-------- Source data --------
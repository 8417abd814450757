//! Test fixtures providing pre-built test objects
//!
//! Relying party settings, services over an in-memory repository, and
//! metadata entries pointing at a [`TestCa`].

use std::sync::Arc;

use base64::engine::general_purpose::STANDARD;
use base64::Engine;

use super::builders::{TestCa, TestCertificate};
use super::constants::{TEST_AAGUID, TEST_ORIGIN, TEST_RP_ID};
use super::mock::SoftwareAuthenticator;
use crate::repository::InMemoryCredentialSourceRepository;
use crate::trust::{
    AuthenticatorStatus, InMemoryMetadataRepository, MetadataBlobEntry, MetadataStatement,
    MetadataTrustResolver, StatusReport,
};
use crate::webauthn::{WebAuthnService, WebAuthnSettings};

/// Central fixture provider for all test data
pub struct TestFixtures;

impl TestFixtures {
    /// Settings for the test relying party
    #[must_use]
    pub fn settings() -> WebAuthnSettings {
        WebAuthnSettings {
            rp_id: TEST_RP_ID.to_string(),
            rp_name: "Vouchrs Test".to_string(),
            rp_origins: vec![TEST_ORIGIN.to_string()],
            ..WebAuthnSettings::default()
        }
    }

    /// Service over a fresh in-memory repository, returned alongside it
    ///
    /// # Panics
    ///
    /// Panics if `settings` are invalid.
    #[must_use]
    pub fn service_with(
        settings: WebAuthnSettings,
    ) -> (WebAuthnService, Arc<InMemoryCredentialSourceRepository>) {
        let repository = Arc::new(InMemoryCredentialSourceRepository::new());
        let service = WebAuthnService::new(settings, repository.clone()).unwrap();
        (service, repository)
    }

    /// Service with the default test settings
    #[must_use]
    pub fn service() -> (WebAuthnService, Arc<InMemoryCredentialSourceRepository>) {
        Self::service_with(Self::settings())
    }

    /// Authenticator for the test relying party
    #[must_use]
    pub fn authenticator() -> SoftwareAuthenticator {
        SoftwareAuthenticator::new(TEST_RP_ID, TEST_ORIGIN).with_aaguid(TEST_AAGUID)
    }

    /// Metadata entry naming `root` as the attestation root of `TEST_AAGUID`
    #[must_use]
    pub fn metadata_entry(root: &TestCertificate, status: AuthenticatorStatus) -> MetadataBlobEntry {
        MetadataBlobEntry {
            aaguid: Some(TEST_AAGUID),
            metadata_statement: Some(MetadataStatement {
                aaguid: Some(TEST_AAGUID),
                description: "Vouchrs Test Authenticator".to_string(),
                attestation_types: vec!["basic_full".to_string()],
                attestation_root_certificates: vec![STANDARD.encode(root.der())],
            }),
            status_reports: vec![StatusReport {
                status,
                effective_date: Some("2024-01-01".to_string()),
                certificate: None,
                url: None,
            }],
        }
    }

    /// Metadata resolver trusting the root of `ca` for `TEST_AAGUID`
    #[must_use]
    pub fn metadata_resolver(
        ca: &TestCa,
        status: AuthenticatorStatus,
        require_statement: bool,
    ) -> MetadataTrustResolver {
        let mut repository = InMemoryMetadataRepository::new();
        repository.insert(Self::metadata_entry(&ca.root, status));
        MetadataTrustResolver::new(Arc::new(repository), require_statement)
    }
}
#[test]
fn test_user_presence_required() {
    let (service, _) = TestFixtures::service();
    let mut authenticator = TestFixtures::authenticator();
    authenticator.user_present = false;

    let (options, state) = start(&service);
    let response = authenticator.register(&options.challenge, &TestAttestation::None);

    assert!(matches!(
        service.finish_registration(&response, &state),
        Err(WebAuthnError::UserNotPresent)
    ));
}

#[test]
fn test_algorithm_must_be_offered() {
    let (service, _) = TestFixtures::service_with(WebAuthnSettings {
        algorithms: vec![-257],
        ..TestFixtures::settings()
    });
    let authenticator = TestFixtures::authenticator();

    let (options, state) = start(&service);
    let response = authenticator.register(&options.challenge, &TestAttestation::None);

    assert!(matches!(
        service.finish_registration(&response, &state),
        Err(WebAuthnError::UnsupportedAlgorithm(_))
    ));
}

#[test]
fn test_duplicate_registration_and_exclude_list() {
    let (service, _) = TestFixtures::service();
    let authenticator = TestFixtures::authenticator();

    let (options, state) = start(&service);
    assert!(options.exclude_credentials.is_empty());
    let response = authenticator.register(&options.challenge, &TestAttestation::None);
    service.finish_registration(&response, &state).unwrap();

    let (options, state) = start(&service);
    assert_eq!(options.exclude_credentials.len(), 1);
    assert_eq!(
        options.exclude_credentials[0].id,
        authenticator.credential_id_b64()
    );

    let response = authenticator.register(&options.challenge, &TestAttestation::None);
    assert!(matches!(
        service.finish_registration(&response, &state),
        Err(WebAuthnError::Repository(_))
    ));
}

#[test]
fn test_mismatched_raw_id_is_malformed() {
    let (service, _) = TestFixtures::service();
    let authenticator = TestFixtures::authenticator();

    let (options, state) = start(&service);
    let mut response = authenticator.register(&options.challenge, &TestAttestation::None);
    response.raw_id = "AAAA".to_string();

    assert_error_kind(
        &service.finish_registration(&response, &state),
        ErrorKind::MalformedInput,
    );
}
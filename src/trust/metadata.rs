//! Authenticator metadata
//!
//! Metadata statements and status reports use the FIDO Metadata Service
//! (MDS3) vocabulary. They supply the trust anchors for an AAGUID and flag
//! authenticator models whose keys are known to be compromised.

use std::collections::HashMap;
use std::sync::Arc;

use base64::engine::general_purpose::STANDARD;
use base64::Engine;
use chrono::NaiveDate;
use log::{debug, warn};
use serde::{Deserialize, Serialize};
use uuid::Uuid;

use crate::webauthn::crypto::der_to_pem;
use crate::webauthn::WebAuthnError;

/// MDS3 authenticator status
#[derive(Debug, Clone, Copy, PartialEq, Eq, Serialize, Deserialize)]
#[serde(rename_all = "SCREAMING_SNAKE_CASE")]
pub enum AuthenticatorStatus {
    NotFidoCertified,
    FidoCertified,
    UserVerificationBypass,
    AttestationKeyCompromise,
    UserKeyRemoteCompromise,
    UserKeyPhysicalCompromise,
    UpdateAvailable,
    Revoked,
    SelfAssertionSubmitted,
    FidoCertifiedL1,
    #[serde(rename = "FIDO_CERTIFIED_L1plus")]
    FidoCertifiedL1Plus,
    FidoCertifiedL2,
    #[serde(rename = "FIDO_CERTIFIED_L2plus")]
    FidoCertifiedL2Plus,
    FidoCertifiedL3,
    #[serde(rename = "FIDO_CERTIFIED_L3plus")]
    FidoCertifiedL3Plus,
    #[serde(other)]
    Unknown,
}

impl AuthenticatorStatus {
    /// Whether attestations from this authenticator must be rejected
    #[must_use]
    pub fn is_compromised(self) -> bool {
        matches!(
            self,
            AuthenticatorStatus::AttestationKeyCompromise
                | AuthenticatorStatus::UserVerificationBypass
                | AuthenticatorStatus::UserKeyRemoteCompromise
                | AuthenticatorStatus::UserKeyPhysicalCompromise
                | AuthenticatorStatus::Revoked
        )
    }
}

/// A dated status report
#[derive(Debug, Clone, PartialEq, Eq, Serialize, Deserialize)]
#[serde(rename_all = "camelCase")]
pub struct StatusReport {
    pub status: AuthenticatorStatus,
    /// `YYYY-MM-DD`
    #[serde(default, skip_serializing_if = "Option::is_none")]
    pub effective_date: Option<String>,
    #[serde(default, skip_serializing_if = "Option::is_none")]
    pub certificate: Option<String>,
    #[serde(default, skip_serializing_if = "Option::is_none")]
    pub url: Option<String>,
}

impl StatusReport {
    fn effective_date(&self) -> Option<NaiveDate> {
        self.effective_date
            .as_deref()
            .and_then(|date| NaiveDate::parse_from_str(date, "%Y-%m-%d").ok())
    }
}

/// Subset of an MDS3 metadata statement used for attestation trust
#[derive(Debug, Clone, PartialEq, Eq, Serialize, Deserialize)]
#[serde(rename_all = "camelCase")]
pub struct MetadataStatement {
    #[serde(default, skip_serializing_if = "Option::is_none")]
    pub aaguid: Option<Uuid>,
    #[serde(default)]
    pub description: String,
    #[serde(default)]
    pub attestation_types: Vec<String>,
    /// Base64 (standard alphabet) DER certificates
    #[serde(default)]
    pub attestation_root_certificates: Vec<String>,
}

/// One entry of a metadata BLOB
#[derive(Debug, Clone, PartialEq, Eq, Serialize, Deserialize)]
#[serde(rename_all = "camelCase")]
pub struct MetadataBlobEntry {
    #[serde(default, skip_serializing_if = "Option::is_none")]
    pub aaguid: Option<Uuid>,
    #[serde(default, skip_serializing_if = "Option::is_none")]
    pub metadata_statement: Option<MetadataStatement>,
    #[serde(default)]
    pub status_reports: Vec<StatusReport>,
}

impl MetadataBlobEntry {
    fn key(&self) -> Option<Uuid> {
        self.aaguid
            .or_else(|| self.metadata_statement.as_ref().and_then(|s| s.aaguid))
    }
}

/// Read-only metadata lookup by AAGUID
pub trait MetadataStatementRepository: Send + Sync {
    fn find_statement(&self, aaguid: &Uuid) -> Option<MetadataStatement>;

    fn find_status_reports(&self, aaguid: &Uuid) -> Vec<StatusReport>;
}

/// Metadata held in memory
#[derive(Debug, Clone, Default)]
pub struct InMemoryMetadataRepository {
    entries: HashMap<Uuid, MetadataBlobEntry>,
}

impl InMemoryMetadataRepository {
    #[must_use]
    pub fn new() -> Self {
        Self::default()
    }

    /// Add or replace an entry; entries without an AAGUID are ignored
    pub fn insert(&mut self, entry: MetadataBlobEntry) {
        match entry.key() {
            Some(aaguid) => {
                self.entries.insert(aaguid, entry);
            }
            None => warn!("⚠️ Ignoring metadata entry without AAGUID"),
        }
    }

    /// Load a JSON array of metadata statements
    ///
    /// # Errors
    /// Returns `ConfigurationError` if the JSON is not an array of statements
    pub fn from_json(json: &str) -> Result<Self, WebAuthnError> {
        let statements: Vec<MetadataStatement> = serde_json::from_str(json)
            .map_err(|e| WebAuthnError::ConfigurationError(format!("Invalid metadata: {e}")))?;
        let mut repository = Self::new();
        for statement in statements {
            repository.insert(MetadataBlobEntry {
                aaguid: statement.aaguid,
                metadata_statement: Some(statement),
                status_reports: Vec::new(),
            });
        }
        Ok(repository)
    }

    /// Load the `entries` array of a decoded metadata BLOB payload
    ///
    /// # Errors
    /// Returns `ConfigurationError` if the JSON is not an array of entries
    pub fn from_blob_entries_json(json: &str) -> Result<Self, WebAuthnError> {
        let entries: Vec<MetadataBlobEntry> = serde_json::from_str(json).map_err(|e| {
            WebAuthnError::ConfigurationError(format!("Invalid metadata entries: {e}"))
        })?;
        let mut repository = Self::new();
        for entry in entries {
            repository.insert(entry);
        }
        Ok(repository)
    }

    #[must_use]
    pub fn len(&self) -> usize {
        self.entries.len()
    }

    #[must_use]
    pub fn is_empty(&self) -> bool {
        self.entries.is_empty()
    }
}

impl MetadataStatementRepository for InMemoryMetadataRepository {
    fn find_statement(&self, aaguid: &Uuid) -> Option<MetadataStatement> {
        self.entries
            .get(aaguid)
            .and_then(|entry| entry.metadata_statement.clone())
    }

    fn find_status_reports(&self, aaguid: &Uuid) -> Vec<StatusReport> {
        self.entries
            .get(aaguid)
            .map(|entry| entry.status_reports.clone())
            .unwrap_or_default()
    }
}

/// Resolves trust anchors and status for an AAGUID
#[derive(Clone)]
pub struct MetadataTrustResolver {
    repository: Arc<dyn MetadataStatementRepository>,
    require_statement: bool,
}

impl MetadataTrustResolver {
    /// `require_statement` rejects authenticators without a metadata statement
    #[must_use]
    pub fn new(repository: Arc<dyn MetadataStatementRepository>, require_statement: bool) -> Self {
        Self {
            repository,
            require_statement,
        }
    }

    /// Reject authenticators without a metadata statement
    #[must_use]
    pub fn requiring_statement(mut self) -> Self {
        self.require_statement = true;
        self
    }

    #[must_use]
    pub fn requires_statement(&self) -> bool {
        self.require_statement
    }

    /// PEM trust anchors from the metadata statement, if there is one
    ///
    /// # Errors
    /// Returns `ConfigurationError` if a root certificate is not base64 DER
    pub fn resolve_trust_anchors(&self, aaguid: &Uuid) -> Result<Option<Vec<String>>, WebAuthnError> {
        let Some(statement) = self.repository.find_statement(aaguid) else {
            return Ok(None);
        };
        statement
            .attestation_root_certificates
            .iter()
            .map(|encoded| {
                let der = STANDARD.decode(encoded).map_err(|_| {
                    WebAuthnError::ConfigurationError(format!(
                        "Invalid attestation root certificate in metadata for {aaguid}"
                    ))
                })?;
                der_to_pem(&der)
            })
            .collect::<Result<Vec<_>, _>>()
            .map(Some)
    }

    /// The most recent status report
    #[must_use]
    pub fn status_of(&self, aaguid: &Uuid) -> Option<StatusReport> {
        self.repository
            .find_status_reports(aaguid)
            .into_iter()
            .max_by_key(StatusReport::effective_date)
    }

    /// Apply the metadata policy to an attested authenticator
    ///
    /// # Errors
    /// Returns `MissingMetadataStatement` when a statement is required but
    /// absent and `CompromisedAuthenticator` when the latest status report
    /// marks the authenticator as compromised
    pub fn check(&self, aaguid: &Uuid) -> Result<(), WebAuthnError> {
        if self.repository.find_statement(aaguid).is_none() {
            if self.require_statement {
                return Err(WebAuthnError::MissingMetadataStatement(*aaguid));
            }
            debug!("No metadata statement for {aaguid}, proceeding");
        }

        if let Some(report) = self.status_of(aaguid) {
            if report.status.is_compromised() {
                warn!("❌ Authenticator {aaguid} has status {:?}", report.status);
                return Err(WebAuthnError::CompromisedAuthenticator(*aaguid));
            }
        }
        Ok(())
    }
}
--------
[Problem details]: From the data above, copy each line that has the string "array".

[Solution to this problem]:
    /// Load a JSON array of metadata statements
    /// Returns `ConfigurationError` if the JSON is not an array of statements
    /// Load the `entries` array of a decoded metadata BLOB payload
    /// Returns `ConfigurationError` if the JSON is not an array of entries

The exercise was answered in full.